Two years ago, the US Export-Import Bank, the World Bank and European development banks put this policy in place, with some loopholes. As part of the climate agreement with the US, China will pull back on funding high emissions projects in developing countries, eliminating Japan’s objection.

To get Australia and South Korea on board, a compromise was accepted that allows OECD countries to continue providing export credits for coal plants with carbon capture technology and for slightly less efficient plants of 500 megawatts or less in countries where at least 10% of the population has no access to electricity.

That’s even though solar and wind makes much more sense for people without electricity – because they don’t have access to the grid.

"While this deal represents an important advance on coal finance, it also creates a serious obligation for OECD countries to vastly step up financing of broad-scale clean energy projects in developing countries, or they risk justifying critics who contend they are denying the world’s poor access to the energy they need to escape poverty.  Clean energy finance will be a key issue in Paris climate negotiations," Paul Bledsoe, a climate official in the Clinton Administration, told the Washington Post.

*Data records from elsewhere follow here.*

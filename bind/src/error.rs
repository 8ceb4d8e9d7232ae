//! Errors raised while composing and constructing documents.

use std::fmt;

use thiserror::Error;

use crate::mark::Mark;

/// The payload shared by all errors that point into the source.
///
/// An error has an optional `context` (what was being done, and where it started) and an
/// optional `problem` (what went wrong, and where). The [`Display`] rendering puts them on
/// separate lines, followed by the rendering of their marks.
///
/// [`Display`]: std::fmt::Display
#[derive(Clone, Debug, Default, PartialEq, Eq)]
pub struct MarkedError {
    /// What was being done when the problem was found.
    pub context: Option<String>,
    /// Where the context starts.
    pub context_mark: Option<Mark>,
    /// What went wrong.
    pub problem: Option<String>,
    /// Where the problem is.
    pub problem_mark: Option<Mark>,
    /// An additional note appended at the end of the message.
    pub note: Option<String>,
}

impl MarkedError {
    /// Create an error with only a problem.
    #[must_use]
    pub fn new(problem: impl Into<String>, problem_mark: Option<Mark>) -> Self {
        Self {
            problem: Some(problem.into()),
            problem_mark,
            ..Self::default()
        }
    }
}

impl fmt::Display for MarkedError {
    fn fmt(&self, f: &mut fmt::Formatter<'_>) -> fmt::Result {
        let mut lines: Vec<String> = vec![];
        if let Some(context) = &self.context {
            lines.push(context.clone());
        }
        if let Some(context_mark) = &self.context_mark {
            // Only show the context mark if it tells something the problem mark does not.
            let redundant = self.problem.is_some()
                && self
                    .problem_mark
                    .as_ref()
                    .is_some_and(|problem_mark| problem_mark.same_position(context_mark));
            if !redundant {
                lines.push(context_mark.to_string());
            }
        }
        if let Some(problem) = &self.problem {
            lines.push(problem.clone());
        }
        if let Some(problem_mark) = &self.problem_mark {
            lines.push(problem_mark.to_string());
        }
        if let Some(note) = &self.note {
            lines.push(note.clone());
        }
        f.write_str(&lines.join("\n"))
    }
}

/// The category of a [`YamlError`].
#[derive(Clone, Copy, Debug, PartialEq, Eq, Hash)]
pub enum ErrorKind {
    /// See [`YamlError::Composer`].
    Composer,
    /// See [`YamlError::Constructor`].
    Constructor,
    /// See [`YamlError::Resolver`].
    Resolver,
    /// See [`YamlError::Parser`].
    Parser,
    /// See [`YamlError::Scanner`].
    Scanner,
    /// See [`YamlError::Emitter`].
    Emitter,
}

/// An error that happened while turning YAML into values (or back).
#[derive(Error, Clone, Debug, PartialEq, Eq)]
pub enum YamlError {
    /// An error while assembling nodes from events (undefined alias, duplicate anchor, ...).
    #[error("{0}")]
    Composer(MarkedError),
    /// An error while turning nodes into values.
    #[error("{0}")]
    Constructor(MarkedError),
    /// An invalid resolver registration.
    #[error("{0}")]
    Resolver(MarkedError),
    /// The event stream given to the composer is malformed.
    #[error("{0}")]
    Parser(MarkedError),
    /// The input text is not valid YAML. Reported by the parser.
    #[error("{0}")]
    Scanner(MarkedError),
    /// An error while rendering a value as YAML.
    #[error("{0}")]
    Emitter(String),
}

macro_rules! define_error_ctor (
    ($fn_name:ident, $variant:ident) => (
/// Create an error of this variant from a problem and the mark where it happened.
#[must_use]
pub fn $fn_name(problem: impl Into<String>, mark: Option<Mark>) -> Self {
    Self::$variant(MarkedError::new(problem, mark))
}
    );
);

impl YamlError {
    define_error_ctor!(composer, Composer);
    define_error_ctor!(constructor, Constructor);
    define_error_ctor!(resolver, Resolver);
    define_error_ctor!(parser, Parser);
    define_error_ctor!(scanner, Scanner);

    /// Set the context of the error (builder-style).
    ///
    /// This has no effect on [`YamlError::Emitter`] errors.
    #[must_use]
    pub fn with_context(mut self, context: impl Into<String>, mark: Option<Mark>) -> Self {
        if let Some(marked) = self.marked_mut() {
            marked.context = Some(context.into());
            marked.context_mark = mark;
        }
        self
    }

    /// Set the note of the error (builder-style).
    ///
    /// This has no effect on [`YamlError::Emitter`] errors.
    #[must_use]
    pub fn with_note(mut self, note: impl Into<String>) -> Self {
        if let Some(marked) = self.marked_mut() {
            marked.note = Some(note.into());
        }
        self
    }

    /// Return the category of the error.
    #[must_use]
    pub fn kind(&self) -> ErrorKind {
        match self {
            Self::Composer(_) => ErrorKind::Composer,
            Self::Constructor(_) => ErrorKind::Constructor,
            Self::Resolver(_) => ErrorKind::Resolver,
            Self::Parser(_) => ErrorKind::Parser,
            Self::Scanner(_) => ErrorKind::Scanner,
            Self::Emitter(_) => ErrorKind::Emitter,
        }
    }

    /// Return the marked payload of the error, if any.
    #[must_use]
    pub fn marked(&self) -> Option<&MarkedError> {
        match self {
            Self::Composer(e)
            | Self::Constructor(e)
            | Self::Resolver(e)
            | Self::Parser(e)
            | Self::Scanner(e) => Some(e),
            Self::Emitter(_) => None,
        }
    }

    fn marked_mut(&mut self) -> Option<&mut MarkedError> {
        match self {
            Self::Composer(e)
            | Self::Constructor(e)
            | Self::Resolver(e)
            | Self::Parser(e)
            | Self::Scanner(e) => Some(e),
            Self::Emitter(_) => None,
        }
    }

    /// Return the description of the problem.
    #[must_use]
    pub fn problem(&self) -> Option<&str> {
        match self {
            Self::Emitter(problem) => Some(problem),
            _ => self.marked().and_then(|e| e.problem.as_deref()),
        }
    }

    /// Return the mark where the problem is.
    #[must_use]
    pub fn problem_mark(&self) -> Option<&Mark> {
        self.marked().and_then(|e| e.problem_mark.as_ref())
    }

    /// Return the description of the context.
    #[must_use]
    pub fn context(&self) -> Option<&str> {
        self.marked().and_then(|e| e.context.as_deref())
    }

    /// Return the mark where the context starts.
    #[must_use]
    pub fn context_mark(&self) -> Option<&Mark> {
        self.marked().and_then(|e| e.context_mark.as_ref())
    }
}

/// A convenience alias for results in this crate.
pub type Result<T, E = YamlError> = std::result::Result<T, E>;

#[cfg(test)]
mod test {
    use std::sync::Arc;

    use super::{ErrorKind, YamlError};
    use crate::mark::Mark;

    #[test]
    fn message_lists_context_then_problem() {
        let err = YamlError::constructor("found unhashable key", Some(Mark::new("s", 5, 1, 2)))
            .with_context("while constructing a mapping", Some(Mark::new("s", 0, 0, 0)));
        assert_eq!(err.kind(), ErrorKind::Constructor);
        assert_eq!(
            err.to_string(),
            "while constructing a mapping\n\
             in \"s\", line 1, column 1\n\
             found unhashable key\n\
             in \"s\", line 2, column 3"
        );
    }

    #[test]
    fn context_mark_hidden_when_same_as_problem_mark() {
        let mark = Mark::new("s", 4, 0, 4);
        let err = YamlError::composer("found undefined alias 'x'", Some(mark.clone()))
            .with_context("while composing a node", Some(mark));
        assert_eq!(
            err.to_string(),
            "while composing a node\nfound undefined alias 'x'\nin \"s\", line 1, column 5"
        );
    }

    #[test]
    fn message_includes_snippet() {
        let source: Arc<str> = Arc::from("key: *nope\n");
        let mark = Mark::new("doc.yaml", 5, 0, 5).with_source(source);
        let err = YamlError::composer("found undefined alias 'nope'", Some(mark))
            .with_note("anchors must be defined before use");
        assert_eq!(
            err.to_string(),
            "found undefined alias 'nope'\n\
             in \"doc.yaml\", line 1, column 6:\n    key: *nope\n         ^\n\
             anchors must be defined before use"
        );
    }
}
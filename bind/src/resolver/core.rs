//! Type inference for plain scalars following the YAML 1.2 core schema.
//!
//! This is the inference the parsing engine applies to untagged scalars. The resolver consults it
//! before any registered implicit resolver.

use crate::tag;

/// The type the core schema gives a plain scalar.
#[derive(Clone, Copy, Debug, PartialEq, Eq)]
pub enum CoreType {
    /// `~`, `null`, `Null`, `NULL`.
    Null,
    /// `true` / `false` in their three capitalizations.
    Bool,
    /// Decimal, `0x` hexadecimal or `0o` octal integers.
    Int,
    /// Floating points, including `.inf` and `.nan`.
    Float,
    /// Anything else.
    Str,
}

impl CoreType {
    /// Return the tag values of this type resolve to.
    #[must_use]
    pub fn tag(self) -> &'static str {
        match self {
            CoreType::Null => tag::NULL,
            CoreType::Bool => tag::BOOL,
            CoreType::Int => tag::INT,
            CoreType::Float => tag::FLOAT,
            CoreType::Str => tag::STR,
        }
    }
}

/// Infer the type of a plain scalar.
///
/// This function cannot fail. It falls back to [`CoreType::Str`] if everything else fails.
#[must_use]
pub fn infer(v: &str) -> CoreType {
    // `from_str_radix` accepts a sign, which is not allowed after the prefix.
    if let Some(number) = v.strip_prefix("0x") {
        if is_radix_number(number, 16) {
            return CoreType::Int;
        }
    } else if let Some(number) = v.strip_prefix("0o") {
        if is_radix_number(number, 8) {
            return CoreType::Int;
        }
    }
    match v {
        "~" | "null" | "Null" | "NULL" => CoreType::Null,
        "true" | "True" | "TRUE" | "false" | "False" | "FALSE" => CoreType::Bool,
        _ if is_decimal_integer(v) => CoreType::Int,
        _ if parse_core_schema_fp(v).is_some() => CoreType::Float,
        _ => CoreType::Str,
    }
}

/// Whether `v` is a non-empty sequence of digits in the given radix.
fn is_radix_number(v: &str, radix: u32) -> bool {
    !v.is_empty() && v.chars().all(|c| c.is_digit(radix))
}

/// Whether `v` is an optionally signed sequence of decimal digits.
///
/// Out of range integers still count: they fail at construction instead of silently turning into
/// floats.
fn is_decimal_integer(v: &str) -> bool {
    let digits = v.strip_prefix(['-', '+']).unwrap_or(v);
    !digits.is_empty() && digits.bytes().all(|b| b.is_ascii_digit())
}

/// Parse the given string as a floating point according to the core schema.
///
/// See [10.2.1.4](https://yaml.org/spec/1.2.2/#10214-floating-point) for the floating point
/// definition.
///
/// # Return
/// Returns `Some` if parsing succeeding, `None` otherwise.
#[must_use]
pub fn parse_core_schema_fp(v: &str) -> Option<f64> {
    match v {
        ".inf" | ".Inf" | ".INF" | "+.inf" | "+.Inf" | "+.INF" => Some(f64::INFINITY),
        "-.inf" | "-.Inf" | "-.INF" => Some(f64::NEG_INFINITY),
        ".nan" | ".NaN" | ".NAN" => Some(f64::NAN),
        // Test that `v` contains a digit so as not to pass in strings like `inf`,
        // which rust will parse as a float.
        _ if v.as_bytes().iter().any(u8::is_ascii_digit) => v.parse::<f64>().ok(),
        _ => None,
    }
}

No More Coal in Britain, Japan

In related news, Britain announced it will close all coal plants by 2025. After crushing its renewable energy industry, the conservative majority favors expansion of natural gas and nuclear.

And in Japan, Environment Minister Tamayo Marukawa blocked  construction of two new large coal-fired power plants, which together would produce 2.3 gigawatts of electricity. 

Worldwide, coal consumption peaked in 2013, and will likely drop 2-4% this year, despite near decade-low prices, according to a report by the Institute for Energy Economics and Financial Analysis.

Coal Consumption

This year, China – which uses half the world’s coal – cut consumption 5.7% and in the US, use is down 11% from last year. Among the biggest users, only India and Australia increased consumption – other countries are either flat or declining, reports InsideClimate News.